In September 1891 Orth Stein, traveling journalist, artist and acquitted murderer, found himself in the DeKalb County jail on a concealed weapons charge. The real reason for his arrest had been the rumor that he was a wanted criminal with a $10,000 price on his head. As it became clear that Stein's only unfinished legal business was a check forgery charge from Griffin, the reward seekers melted away, replaced by a stream of well-wishers who provided Stein with newspapers, flowers, cigars and pleasant conversation. The jailer's wife cooked his meals and the Atlanta YCMCA began working for his release.
While awaiting trial for murder in Missouri 10 years before, Stein had written and published at least one short story from his jail cell; he did the same in Decatur. Sunday, Sept. 20, the Atlanta Constitution published "A Case of Aphasia: A War Story by Orth Harper Stein."
"A Case of Aphasia" is a sugary bit of Old South romance, undoubtedly calculated wo win sympathy for its author: A Georgia plantation owner hides a fortune before going off to death in Confederate service; old Abe, the faithful slave, hides the treasure from Yankee deserters who knock him on the head; the impoverished family attends to the beloved old retainer after emancipation, listening to his garbled speech for years before the devoted little daughter realizes that he has been trying to communicate the hiding place of the gold.
The concealed weapons charge was soon dispensed with and Stein promised to repay the Griffin bank the amount of the forged check. He was released from jail and offered a job as an artist, engraver and writer for the Atlanta Journal. Stein's first bylined article for the Journal was a reminiscence of his days as a reporter in Leadville, Colo. Stein admitted that most of his reporting was ludicrous fiction, but claimed that it was so ridiculous that only the most naive reader would have mistaken it for anything else. Nonetheless, Stein attributes one of his famous hoaxes to a (probably imaginary) reporter named Schrader, and generally tries to extricate himself from his reputation as an irresponsible cynic.
Two weeks later the Journal printed Stein's "A Kodak Fiend at the 'Expo.'" Illustrated by the author, this was a series of humorous impressions of visitors and performers at the Atlanta Cotton States Exposition.

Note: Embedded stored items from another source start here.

//! Janbu's simplified method of slices.
//!
//! The factor of safety F satisfies the implicit equation
//!
//! ```text
//! F = f * sum_k( c1_k / (1 + c2_k / F) ) / sum_k( W'_k sin a_k + H_k cos a_k )
//! ```
//!
//! solved with a safeguarded Newton iteration that falls back to
//! bisection whenever the Newton step leaves the bracket or stalls.

use sedimar_core::G;
use serde::{Deserialize, Serialize};

/// Root-finder bracket and tolerance
const FOS_LO: f64 = 0.005;
const FOS_HI: f64 = 200.0;
const FOS_TOL: f64 = 0.01;
const MAX_ITERATIONS: usize = 1000;

/// Janbu shape factor; unity for these arc geometries
const SHAPE_FACTOR: f64 = 1.0;

/// One vertical slice of a candidate failure mass
#[derive(Debug, Clone, Default, Serialize, Deserialize)]
#[serde(rename_all = "camelCase")]
pub struct FailSlice {
    /// Earthquake accelerations (fraction of g)
    pub a_vertical: f64,
    pub a_horizontal: f64,

    /// Thickness of sediment between sea floor and failure plane (m)
    pub depth: f64,

    /// Cohesion at the failure plane (Pa)
    pub c: f64,

    /// Excess pore pressure at the failure plane (Pa)
    pub u: f64,

    /// Friction angle at the failure plane (rad)
    pub phi: f64,

    /// Slice width (m)
    pub b: f64,

    /// Submerged weight of the slice per meter of profile width (N/m)
    pub w: f64,

    /// Basal slope of the failure plane (rad)
    pub alpha: f64,
}

/// Evaluate the implicit equation and its derivative at trial factor
/// of safety `x`: returns (g(x), g'(x)) where the root of g is F.
pub fn factor_of_safety_equation(x: f64, slices: &[FailSlice]) -> (f64, f64) {
    let mut numerator = 0.0;
    let mut denominator = 0.0;
    let mut c1 = Vec::with_capacity(slices.len());
    let mut c2 = Vec::with_capacity(slices.len());

    for s in slices {
        // Vertical shaking relieves weight; horizontal shaking drives.
        let effective_weight = s.w - s.a_vertical / G * s.w;
        let horizontal_weight = s.a_horizontal / G * s.w;

        denominator += effective_weight * s.alpha.sin() + horizontal_weight * s.alpha.cos();

        let c1_k = s.b
            * (s.c
                + (effective_weight / s.b - s.u - horizontal_weight * s.alpha.sin())
                    * s.phi.tan())
            / s.alpha.cos();
        let c2_k = s.alpha.tan() * s.phi.tan();
        numerator += c1_k / (1.0 + c2_k / x);
        c1.push(c1_k);
        c2.push(c2_k);
    }

    let fn_val = SHAPE_FACTOR * numerator / denominator - x;

    let mut slope = 0.0;
    for (c1_k, c2_k) in c1.iter().zip(&c2) {
        slope += c1_k * c2_k / (x + c2_k / x).powi(2);
    }
    let dfn_val = SHAPE_FACTOR * slope / denominator - 1.0;

    (fn_val, dfn_val)
}

/// Solve the implicit equation on [0.005, 200]. Returns None when the
/// root is not bracketed or the iteration cap is hit.
pub fn janbu_fos(slices: &[FailSlice]) -> Option<f64> {
    if slices.is_empty() {
        return None;
    }
    rtsafe(|x| factor_of_safety_equation(x, slices), FOS_LO, FOS_HI, FOS_TOL)
}

/// Safeguarded Newton-bisection root finder.
fn rtsafe<F>(mut funcd: F, x1: f64, x2: f64, xacc: f64) -> Option<f64>
where
    F: FnMut(f64) -> (f64, f64),
{
    let (fl, _) = funcd(x1);
    let (fh, _) = funcd(x2);

    if (fl > 0.0 && fh > 0.0) || (fl < 0.0 && fh < 0.0) {
        return None;
    }
    if fl == 0.0 {
        return Some(x1);
    }
    if fh == 0.0 {
        return Some(x2);
    }

    let (mut xl, mut xh) = if fl < 0.0 { (x1, x2) } else { (x2, x1) };

    let mut rts = 0.5 * (x1 + x2);
    let mut dxold = (x2 - x1).abs();
    let mut dx = dxold;
    let (mut f, mut df) = funcd(rts);

    for _ in 0..MAX_ITERATIONS {
        let newton_leaves_bracket =
            ((rts - xh) * df - f) * ((rts - xl) * df - f) >= 0.0;
        if newton_leaves_bracket || (2.0 * f).abs() > (dxold * df).abs() {
            dxold = dx;
            dx = 0.5 * (xh - xl);
            rts = xl + dx;
            if xl == rts {
                return Some(rts);
            }
        } else {
            dxold = dx;
            dx = f / df;
            let temp = rts;
            rts -= dx;
            if temp == rts {
                return Some(rts);
            }
        }
        if dx.abs() < xacc {
            return Some(rts);
        }
        let (f_new, df_new) = funcd(rts);
        f = f_new;
        df = df_new;
        if f < 0.0 {
            xl = rts;
        } else {
            xh = rts;
        }
    }

    None
}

Stein worked at the Journal for a year. He apparently became well-known in Atlanta during this time and became closely acquainted with the city. In late 1892, he quit his job and went into business for himself. Undaunted by memories of the failure of the Comet, his first attempt at running his own newspaper, Orth Stein launched The Looking Glass, a superbly written and illustrated weekly newspaper, which was to enlighten, enrage and entertain Georgians for the next six years.
It is not clear where the money came from to start The Looking Glass. Stein was broke when he came to Atlanta and his journalist's wages would hardly have been sufficient for him to accumulate the necessary capital in a year, if ever. Stein had bankrupted his mother with his last newspaper venture, and such old friends as he might have still been in touch with would hardly have considered him the man to be trusted with several thousand dollars. As Stein and his paper grew in notoriety, the question of The Looking Glass' financing would arise again, but would never be resolved. Whoever made the investment probably made a good one: The Constitution and the Journal were very careful about treading on the toes of wealth and power in the state; they observed all the late-Victorian journalistic proprieties; they largely pretended that Atlanta housed neither vice nor eccentricity. The city's newspaper readers were past due for an infusion of lurid scandal. Orth Stein knew how to dish it up.